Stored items
- Opening Delimiter -
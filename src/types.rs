//! Basic type definitions for the chat bus
//!
//! Provides newtype wrappers for type safety:
//! - `Identity`: caller-supplied subscriber name, the registry key
//! - `ConnectionId`: UUID-based transport connection identifier

use serde::{Deserialize, Serialize};
use uuid::Uuid;

/// Subscriber identity (newtype pattern)
///
/// Opaque and case-sensitive. No format validation is performed;
/// empty or unusual names are accepted verbatim.
#[derive(Debug, Clone, PartialEq, Eq, PartialOrd, Ord, Hash, Serialize, Deserialize)]
#[serde(transparent)]
pub struct Identity(pub String);

impl Identity {
    pub fn new(name: impl Into<String>) -> Self {
        Self(name.into())
    }

    pub fn as_str(&self) -> &str {
        &self.0
    }
}

impl From<&str> for Identity {
    fn from(name: &str) -> Self {
        Self(name.to_string())
    }
}

impl From<String> for Identity {
    fn from(name: String) -> Self {
        Self(name)
    }
}

impl std::fmt::Display for Identity {
    fn fmt(&self, f: &mut std::fmt::Formatter<'_>) -> std::fmt::Result {
        write!(f, "{}", self.0)
    }
}

/// Transport connection identifier
///
/// Only used to correlate log lines for one WebSocket connection.
#[derive(Debug, Clone, Copy, PartialEq, Eq, Hash)]
pub struct ConnectionId(pub Uuid);

impl ConnectionId {
    /// Create a new random connection ID
    pub fn new() -> Self {
        Self(Uuid::new_v4())
    }
}

impl Default for ConnectionId {
    fn default() -> Self {
        Self::new()
    }
}

impl std::fmt::Display for ConnectionId {
    fn fmt(&self, f: &mut std::fmt::Formatter<'_>) -> std::fmt::Result {
        write!(f, "{}", self.0)
    }
}
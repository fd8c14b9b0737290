//! Broadcast events
//!
//! The unit of work travelling through the intake queue. Payload text is
//! rendered once at construction; the dispatcher only copies it.

use crate::types::Identity;

/// One submitted event, immutable once created
#[derive(Debug, Clone, PartialEq, Eq)]
pub struct BroadcastEvent {
    /// Identity that caused the event (author, or the user who joined/left)
    pub sender: Identity,
    /// Rendered wire payload
    pub content: String,
    /// System events reach every subscriber, including `sender`
    pub is_system: bool,
}

impl BroadcastEvent {
    /// `** User [name] joined the chat **`
    pub fn joined(identity: Identity) -> Self {
        let content = format!("** User [{}] joined the chat **", identity);
        Self {
            sender: identity,
            content,
            is_system: true,
        }
    }

    /// `** User [name] left the chat **`
    pub fn left(identity: Identity) -> Self {
        let content = format!("** User [{}] left the chat **", identity);
        Self {
            sender: identity,
            content,
            is_system: true,
        }
    }

    /// `[sender]: content`
    pub fn chat(sender: Identity, content: &str) -> Self {
        let content = format!("[{}]: {}", sender, content);
        Self {
            sender,
            content,
            is_system: false,
        }
    }

    /// Roster announcement that trails every system event
    pub fn current_users<'a>(identities: impl IntoIterator<Item = &'a Identity>) -> String {
        let names: Vec<&str> = identities.into_iter().map(Identity::as_str).collect();
        format!("** Current users in chat: {} **", names.join(", "))
    }
}
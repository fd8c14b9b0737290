//! WebSocket connection handler
//!
//! Exposes the bus operations over one WebSocket connection: each text
//! frame is a JSON `RequestFrame`, each reply a JSON `ResponseFrame`.
//!
//! Every request runs on its own task, so a blocking Receive never holds
//! up other calls on the same connection. Closing the connection cancels
//! calls still in flight but does not log anybody out.

use futures_util::{SinkExt, StreamExt};
use tokio::io::{AsyncRead, AsyncWrite};
use tokio::sync::mpsc;
use tokio::task::JoinSet;
use tokio_tungstenite::tungstenite::Message;
use tracing::{debug, error, info, warn};

use crate::broker::Broker;
use crate::error::AppError;
use crate::message::{RequestFrame, ResponseFrame};
use crate::types::ConnectionId;

/// Reply channel buffer per connection
const REPLY_BUFFER_SIZE: usize = 32;

/// Handle a new connection
///
/// Performs the WebSocket handshake, then serves requests until the peer
/// closes the connection or the socket fails.
pub async fn handle_connection<S>(stream: S, broker: Broker) -> Result<(), AppError>
where
    S: AsyncRead + AsyncWrite + Unpin + Send + 'static,
{
    // WebSocket handshake
    let ws_stream = tokio_tungstenite::accept_async(stream).await?;
    let (mut ws_sender, mut ws_receiver) = ws_stream.split();

    let conn_id = ConnectionId::new();
    info!("Connection {} opened", conn_id);

    // Channel for replies from call tasks -> socket
    let (reply_tx, mut reply_rx) = mpsc::channel::<ResponseFrame>(REPLY_BUFFER_SIZE);

    // Spawn read task (WebSocket -> bus calls)
    let mut read_task = tokio::spawn(async move {
        let mut calls = JoinSet::new();

        let result = loop {
            let Some(msg_result) = ws_receiver.next().await else {
                break Ok(());
            };

            // Reap finished calls so the set only holds pending ones
            while calls.try_join_next().is_some() {}

            match msg_result {
                Ok(Message::Text(text)) => match serde_json::from_str::<RequestFrame>(&text) {
                    Ok(RequestFrame { id, request }) => {
                        debug!("Connection {} call {}: {:?}", conn_id, id, request);
                        let broker = broker.clone();
                        let reply_tx = reply_tx.clone();
                        calls.spawn(async move {
                            let frame = match broker.handle(request).await {
                                Ok(response) => ResponseFrame::reply(id, response),
                                Err(e) => ResponseFrame::error(Some(id), e.to_string()),
                            };
                            let _ = reply_tx.send(frame).await;
                        });
                    }
                    Err(e) => {
                        warn!("Invalid request from {}: {}", conn_id, e);
                        let frame = ResponseFrame::error(None, format!("Invalid request: {}", e));
                        if reply_tx.send(frame).await.is_err() {
                            break Err(AppError::ChannelSend);
                        }
                    }
                },
                Ok(Message::Close(_)) => {
                    debug!("Connection {} sent close frame", conn_id);
                    break Ok(());
                }
                Ok(Message::Ping(_)) | Ok(Message::Pong(_)) => {
                    // Pong replies are handled by tungstenite
                }
                Ok(_) => {
                    // Binary or other message types - ignore
                }
                Err(e) => {
                    error!("WebSocket error for {}: {}", conn_id, e);
                    break Err(AppError::from(e));
                }
            }
        };

        // Abort calls still waiting (e.g. a pending Receive)
        calls.shutdown().await;
        debug!("Read task ended for {}", conn_id);
        result
    });

    // Spawn write task (ResponseFrame -> WebSocket)
    let mut write_task = tokio::spawn(async move {
        let result: Result<(), AppError> = async {
            while let Some(frame) = reply_rx.recv().await {
                let json = serde_json::to_string(&frame)?;
                ws_sender.send(Message::Text(json.into())).await?;
            }
            Ok(())
        }
        .await;

        let _ = ws_sender.close().await;
        result
    });

    // Wait for either task to complete, then stop the other
    let result = tokio::select! {
        res = &mut read_task => {
            write_task.abort();
            res
        }
        res = &mut write_task => {
            read_task.abort();
            res
        }
    };

    info!("Connection {} closed", conn_id);

    result?
}
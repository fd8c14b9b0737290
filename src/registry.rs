//! Subscriber registry
//!
//! Maps identities to mailboxes. The map sits behind one lock that is only
//! held for a single insert, removal, lookup or snapshot, never while a
//! payload is being delivered.

use std::collections::BTreeMap;
use std::sync::{Mutex, MutexGuard, PoisonError};

use tracing::debug;

use crate::mailbox::Mailbox;
use crate::types::Identity;

#[derive(Debug)]
pub struct Registry {
    mailbox_capacity: usize,
    /// Ordered so roster announcements list users alphabetically
    mailboxes: Mutex<BTreeMap<Identity, Mailbox>>,
}

impl Registry {
    pub fn new(mailbox_capacity: usize) -> Self {
        Self {
            mailbox_capacity,
            mailboxes: Mutex::new(BTreeMap::new()),
        }
    }

    fn entries(&self) -> MutexGuard<'_, BTreeMap<Identity, Mailbox>> {
        // A panic while holding the lock cannot leave the map half-updated
        self.mailboxes
            .lock()
            .unwrap_or_else(PoisonError::into_inner)
    }

    /// Create a fresh mailbox for `identity`
    ///
    /// An existing mailbox under the same identity is replaced and closed,
    /// discarding whatever it still held. Returns true if one was replaced.
    pub fn register(&self, identity: Identity) -> bool {
        let mailbox = Mailbox::new(self.mailbox_capacity);
        let previous = self.entries().insert(identity.clone(), mailbox);

        match previous {
            Some(old) => {
                debug!(
                    "Replaced mailbox for '{}' ({} unread payloads discarded)",
                    identity,
                    old.pending()
                );
                old.close();
                true
            }
            None => false,
        }
    }

    /// Remove and close the mailbox for `identity`
    ///
    /// Returns false if the identity was not registered.
    pub fn remove(&self, identity: &Identity) -> bool {
        let removed = self.entries().remove(identity);
        match removed {
            Some(mailbox) => {
                mailbox.close();
                true
            }
            None => false,
        }
    }

    pub fn lookup(&self, identity: &Identity) -> Option<Mailbox> {
        self.entries().get(identity).cloned()
    }

    /// Consistent copy of every registration, in identity order
    pub fn snapshot(&self) -> Vec<(Identity, Mailbox)> {
        self.entries()
            .iter()
            .map(|(identity, mailbox)| (identity.clone(), mailbox.clone()))
            .collect()
    }

    pub fn identities(&self) -> Vec<Identity> {
        self.entries().keys().cloned().collect()
    }

    pub fn contains(&self, identity: &Identity) -> bool {
        self.entries().contains_key(identity)
    }

    pub fn len(&self) -> usize {
        self.entries().len()
    }

    pub fn is_empty(&self) -> bool {
        self.entries().is_empty()
    }
}

#[cfg(test)]
mod tests {
    use super::*;

    #[test]
    fn test_register_and_lookup() {
        let registry = Registry::new(20);
        let alice = Identity::from("alice");

        assert!(registry.lookup(&alice).is_none());
        assert!(!registry.register(alice.clone()));

        let mailbox = registry.lookup(&alice).unwrap();
        assert_eq!(mailbox.capacity(), 20);
        assert!(registry.contains(&alice));
        assert_eq!(registry.len(), 1);
    }

    #[test]
    fn test_reregister_replaces_and_closes() {
        let registry = Registry::new(4);
        let alice = Identity::from("alice");
        registry.register(alice.clone());

        let old = registry.lookup(&alice).unwrap();
        old.try_deliver("unread".to_string()).unwrap();

        assert!(registry.register(alice.clone()));
        assert!(old.is_closed());

        let fresh = registry.lookup(&alice).unwrap();
        assert!(!fresh.is_closed());
        assert_eq!(fresh.pending(), 0);
        assert_eq!(registry.len(), 1);
    }

    #[test]
    fn test_remove() {
        let registry = Registry::new(4);
        let bob = Identity::from("bob");

        assert!(!registry.remove(&bob));

        registry.register(bob.clone());
        let mailbox = registry.lookup(&bob).unwrap();
        assert!(registry.remove(&bob));
        assert!(mailbox.is_closed());
        assert!(registry.lookup(&bob).is_none());
        assert!(registry.is_empty());
    }

    #[test]
    fn test_snapshot_is_ordered() {
        let registry = Registry::new(4);
        for name in ["carol", "alice", "bob"] {
            registry.register(Identity::from(name));
        }

        let names: Vec<String> = registry
            .snapshot()
            .into_iter()
            .map(|(identity, _)| identity.0)
            .collect();
        assert_eq!(names, ["alice", "bob", "carol"]);
        assert_eq!(registry.identities().len(), 3);
    }
}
- Closing Delimiter -
*REQUIRED WORK*.
Exact duplication is required for the lines above, from the line that contains "read_task.abort();" to the line that contains "use std::collections::BTreeMap;", inclusive; omit all others.

*RESPONSE AREA*.
            read_task.abort();
            res
        }
    };

    info!("Connection {} closed", conn_id);

    result?
}
repository fd8c14b9b0737290
filename src/registry.rs
//! Subscriber registry
//!
//! Maps identities to mailboxes. The map sits behind one lock that is only
//! held for a single insert, removal, lookup or snapshot, never while a
//! payload is being delivered.

use std::collections::BTreeMap;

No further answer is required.